Tunable Gigahertz Oscillators of Gliding Incommensurate Bilayer Graphene Sheets

[+] Author and Article Information
Boris I. Yakobson

e-mail: biy@rice.edu
Department of Mechanical Engineering and Materials Science,
Department of Chemistry, and the Richard E. Smalley Institute for Nanoscale Science and Technology,
Rice University,
Houston, TX 77005

1Corresponding author.

Manuscript received January 13, 2013; final manuscript received March 21, 2013; accepted manuscript posted April 8, 2013; published online May 31, 2013. Editor: Yonggang Huang.

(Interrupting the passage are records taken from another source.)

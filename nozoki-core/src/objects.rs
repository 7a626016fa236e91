//! 組み込みのオブジェクト種別
//!
//! 各種別は親の種別を内包し、親のプロパティの後ろに自身のフィールドを追加します。
//! フィールドの位置はタグ付き値のサイズ `T`（圧縮時4、非圧縮時8）を単位とします。
//!
//! | 種別 | フィールド |
//! |---|---|
//! | HeapObject | `map` @0 |
//! | HeapNumber | `value` @T |
//! | FixedArrayBase | `length` @T |
//! | FixedArray | `objects[length]` @2T |
//! | String | `raw_hash_field` @T, `length` @T+4 |
//! | SeqOneByteString | `chars[length]` @T+8 |
//! | JSObject | `properties_or_hash` @T, `elements` @2T |
//! | JSArray | `length` @3T |

use crate::access::MemoryAccessResult;
use crate::object::{untagged, ReadContext, TqObject, TqObjectVisitor};
use crate::property::ObjectProperty;

/// ヒープ上のオブジェクト
#[derive(Debug, Clone, Copy, PartialEq, Eq)]
pub struct TqHeapObject {
    address: u64,
}

impl TqHeapObject {
    pub fn new(address: u64) -> Self {
        Self { address }
    }

    /// オブジェクト先頭から `offset` バイトのアドレス
    ///
    /// アドレス空間の末尾を越える場合は折り返し、その読み取りは失敗として記録されます。
    pub fn field_address(&self, offset: u64) -> u64 {
        untagged(self.address).wrapping_add(offset)
    }
}

impl TqObject for TqHeapObject {
    fn address(&self) -> u64 {
        self.address
    }

    fn name(&self) -> &'static str {
        "HeapObject"
    }

    fn properties(&self, ctx: &ReadContext<'_>) -> Vec<ObjectProperty> {
        vec![ctx.tagged_property("map", "Map", self.field_address(0))]
    }

    fn visit(&self, visitor: &mut dyn TqObjectVisitor) {
        visitor.visit_heap_object(self)
    }
}

/// ボックス化された浮動小数点数
#[derive(Debug, Clone, Copy, PartialEq, Eq)]
pub struct TqHeapNumber {
    base: TqHeapObject,
}

impl TqHeapNumber {
    pub fn new(address: u64) -> Self {
        Self {
            base: TqHeapObject::new(address),
        }
    }

    pub fn base(&self) -> &TqHeapObject {
        &self.base
    }

    fn value_address(&self, ctx: &ReadContext<'_>) -> u64 {
        self.base.field_address(ctx.tagged_size())
    }
}

impl TqObject for TqHeapNumber {
    fn address(&self) -> u64 {
        self.base.address
    }

    fn name(&self) -> &'static str {
        "HeapNumber"
    }

    fn properties(&self, ctx: &ReadContext<'_>) -> Vec<ObjectProperty> {
        let mut props = self.base.properties(ctx);
        props.push(ctx.scalar_property::<f64>("value", "double", self.value_address(ctx)));
        props
    }

    fn brief(&self, ctx: &ReadContext<'_>) -> Option<String> {
        ctx.read::<f64>(self.value_address(ctx))
            .get()
            .map(|value| format!("{}", value))
    }

    fn visit(&self, visitor: &mut dyn TqObjectVisitor) {
        visitor.visit_heap_number(self)
    }
}

/// 長さを持つ配列の基底
#[derive(Debug, Clone, Copy, PartialEq, Eq)]
pub struct TqFixedArrayBase {
    base: TqHeapObject,
}

impl TqFixedArrayBase {
    pub fn new(address: u64) -> Self {
        Self {
            base: TqHeapObject::new(address),
        }
    }

    pub fn base(&self) -> &TqHeapObject {
        &self.base
    }

    fn length_address(&self, ctx: &ReadContext<'_>) -> u64 {
        self.base.field_address(ctx.tagged_size())
    }
}

impl TqObject for TqFixedArrayBase {
    fn address(&self) -> u64 {
        self.base.address
    }

    fn name(&self) -> &'static str {
        "FixedArrayBase"
    }

    fn properties(&self, ctx: &ReadContext<'_>) -> Vec<ObjectProperty> {
        let mut props = self.base.properties(ctx);
        props.push(ctx.tagged_property("length", "Smi", self.length_address(ctx)));
        props
    }

    fn visit(&self, visitor: &mut dyn TqObjectVisitor) {
        visitor.visit_fixed_array_base(self)
    }
}

/// タグ付き値の固定長配列
#[derive(Debug, Clone, Copy, PartialEq, Eq)]
pub struct TqFixedArray {
    base: TqFixedArrayBase,
}

impl TqFixedArray {
    pub fn new(address: u64) -> Self {
        Self {
            base: TqFixedArrayBase::new(address),
        }
    }

    pub fn base(&self) -> &TqFixedArrayBase {
        &self.base
    }
}

impl TqObject for TqFixedArray {
    fn address(&self) -> u64 {
        self.base.base.address
    }

    fn name(&self) -> &'static str {
        "FixedArray"
    }

    fn properties(&self, ctx: &ReadContext<'_>) -> Vec<ObjectProperty> {
        let mut props = self.base.properties(ctx);
        let length = ctx.read_smi(self.base.length_address(ctx));
        props.push(ctx.array_property(
            "objects",
            ctx.tagged_type(),
            "Object",
            self.base.base.field_address(2 * ctx.tagged_size()),
            &length,
        ));
        props
    }

    fn visit(&self, visitor: &mut dyn TqObjectVisitor) {
        visitor.visit_fixed_array(self)
    }
}

/// 文字列の基底
#[derive(Debug, Clone, Copy, PartialEq, Eq)]
pub struct TqString {
    base: TqHeapObject,
}

impl TqString {
    pub fn new(address: u64) -> Self {
        Self {
            base: TqHeapObject::new(address),
        }
    }

    pub fn base(&self) -> &TqHeapObject {
        &self.base
    }

    fn length_address(&self, ctx: &ReadContext<'_>) -> u64 {
        self.base.field_address(ctx.tagged_size() + 4)
    }
}

impl TqObject for TqString {
    fn address(&self) -> u64 {
        self.base.address
    }

    fn name(&self) -> &'static str {
        "String"
    }

    fn properties(&self, ctx: &ReadContext<'_>) -> Vec<ObjectProperty> {
        let mut props = self.base.properties(ctx);
        props.push(ctx.scalar_property::<u32>(
            "raw_hash_field",
            "uint32_t",
            self.base.field_address(ctx.tagged_size()),
        ));
        props.push(ctx.scalar_property::<i32>("length", "int32_t", self.length_address(ctx)));
        props
    }

    fn visit(&self, visitor: &mut dyn TqObjectVisitor) {
        visitor.visit_string(self)
    }
}

/// 1バイト文字の連続した文字列
#[derive(Debug, Clone, Copy, PartialEq, Eq)]
pub struct TqSeqOneByteString {
    base: TqString,
}

impl TqSeqOneByteString {
    pub fn new(address: u64) -> Self {
        Self {
            base: TqString::new(address),
        }
    }

    pub fn base(&self) -> &TqString {
        &self.base
    }

    fn chars_address(&self, ctx: &ReadContext<'_>) -> u64 {
        self.base.base.field_address(ctx.tagged_size() + 8)
    }
}

impl TqObject for TqSeqOneByteString {
    fn address(&self) -> u64 {
        self.base.base.address
    }

    fn name(&self) -> &'static str {
        "SeqOneByteString"
    }

    fn properties(&self, ctx: &ReadContext<'_>) -> Vec<ObjectProperty> {
        let mut props = self.base.properties(ctx);
        let length = ctx
            .read::<i32>(self.base.length_address(ctx))
            .map(i64::from);
        props.push(ctx.array_property("chars", "char", "char", self.chars_address(ctx), &length));
        props
    }

    fn brief(&self, ctx: &ReadContext<'_>) -> Option<String> {
        let length = *ctx.read::<i32>(self.base.length_address(ctx)).get()?;
        let length = usize::try_from(length).ok()?;
        let limit = length.min(ctx.config().max_string_chars);

        let mut chars = vec![0u8; limit];
        match ctx.accessor().read(self.chars_address(ctx), &mut chars) {
            MemoryAccessResult::Ok => {}
            MemoryAccessResult::Partial { read } => chars.truncate(read),
            _ => return None,
        }

        // 1バイト文字列はLatin-1
        let text: String = chars.iter().map(|&b| b as char).collect();
        let mut brief = format!("\"{}\"", text);
        if chars.len() < length {
            brief.push_str("...");
        }
        Some(brief)
    }

    fn visit(&self, visitor: &mut dyn TqObjectVisitor) {
        visitor.visit_seq_one_byte_string(self)
    }
}

/// JavaScriptのオブジェクト
#[derive(Debug, Clone, Copy, PartialEq, Eq)]
pub struct TqJSObject {
    base: TqHeapObject,
}

impl TqJSObject {
    pub fn new(address: u64) -> Self {
        Self {
            base: TqHeapObject::new(address),
        }
    }

    pub fn base(&self) -> &TqHeapObject {
        &self.base
    }
}

impl TqObject for TqJSObject {
    fn address(&self) -> u64 {
        self.base.address
    }

    fn name(&self) -> &'static str {
        "JSObject"
    }

    fn properties(&self, ctx: &ReadContext<'_>) -> Vec<ObjectProperty> {
        let t = ctx.tagged_size();
        let mut props = self.base.properties(ctx);
        props.push(ctx.tagged_property(
            "properties_or_hash",
            "Object",
            self.base.field_address(t),
        ));
        props.push(ctx.tagged_property(
            "elements",
            "FixedArrayBase",
            self.base.field_address(2 * t),
        ));
        props
    }

    fn visit(&self, visitor: &mut dyn TqObjectVisitor) {
        visitor.visit_js_object(self)
    }
}

/// JavaScriptの配列
#[derive(Debug, Clone, Copy, PartialEq, Eq)]
pub struct TqJSArray {
    base: TqJSObject,
}

impl TqJSArray {
    pub fn new(address: u64) -> Self {
        Self {
            base: TqJSObject::new(address),
        }
    }

    pub fn base(&self) -> &TqJSObject {
        &self.base
    }
}

impl TqObject for TqJSArray {
    fn address(&self) -> u64 {
        self.base.base.address
    }

    fn name(&self) -> &'static str {
        "JSArray"
    }

    fn properties(&self, ctx: &ReadContext<'_>) -> Vec<ObjectProperty> {
        let mut props = self.base.properties(ctx);
        props.push(ctx.tagged_property(
            "length",
            "Number",
            self.base.base.field_address(3 * ctx.tagged_size()),
        ));
        props
    }

    fn visit(&self, visitor: &mut dyn TqObjectVisitor) {
        visitor.visit_js_array(self)
    }
}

J. Appl. Mech 80(4), 040906 (May 31, 2013) (4 pages) Paper No: JAM-13-1022; doi: 10.1115/1.4024170 History: Received January 13, 2013; Revised March 21, 2013; Accepted April 08, 2013

Oscillators composed of incommensurate graphene sheets have been investigated by molecular dynamics simulations. The oscillation frequencies can reach tens of gigahertz range and depend on the surface energy of the bilayer graphene and the oscillatory amplitude. We demonstrate the tunability of such an oscillator in terms of frequency and friction by its varying geometric parameters. Exploration of the damping mechanism by combining the autocorrelation function theory and the direct atomistic simulations reveals that the friction force is proportional to the velocity of oscillatory motion. The results should help optimize the design of graphene-based nanoelectromechanical devices.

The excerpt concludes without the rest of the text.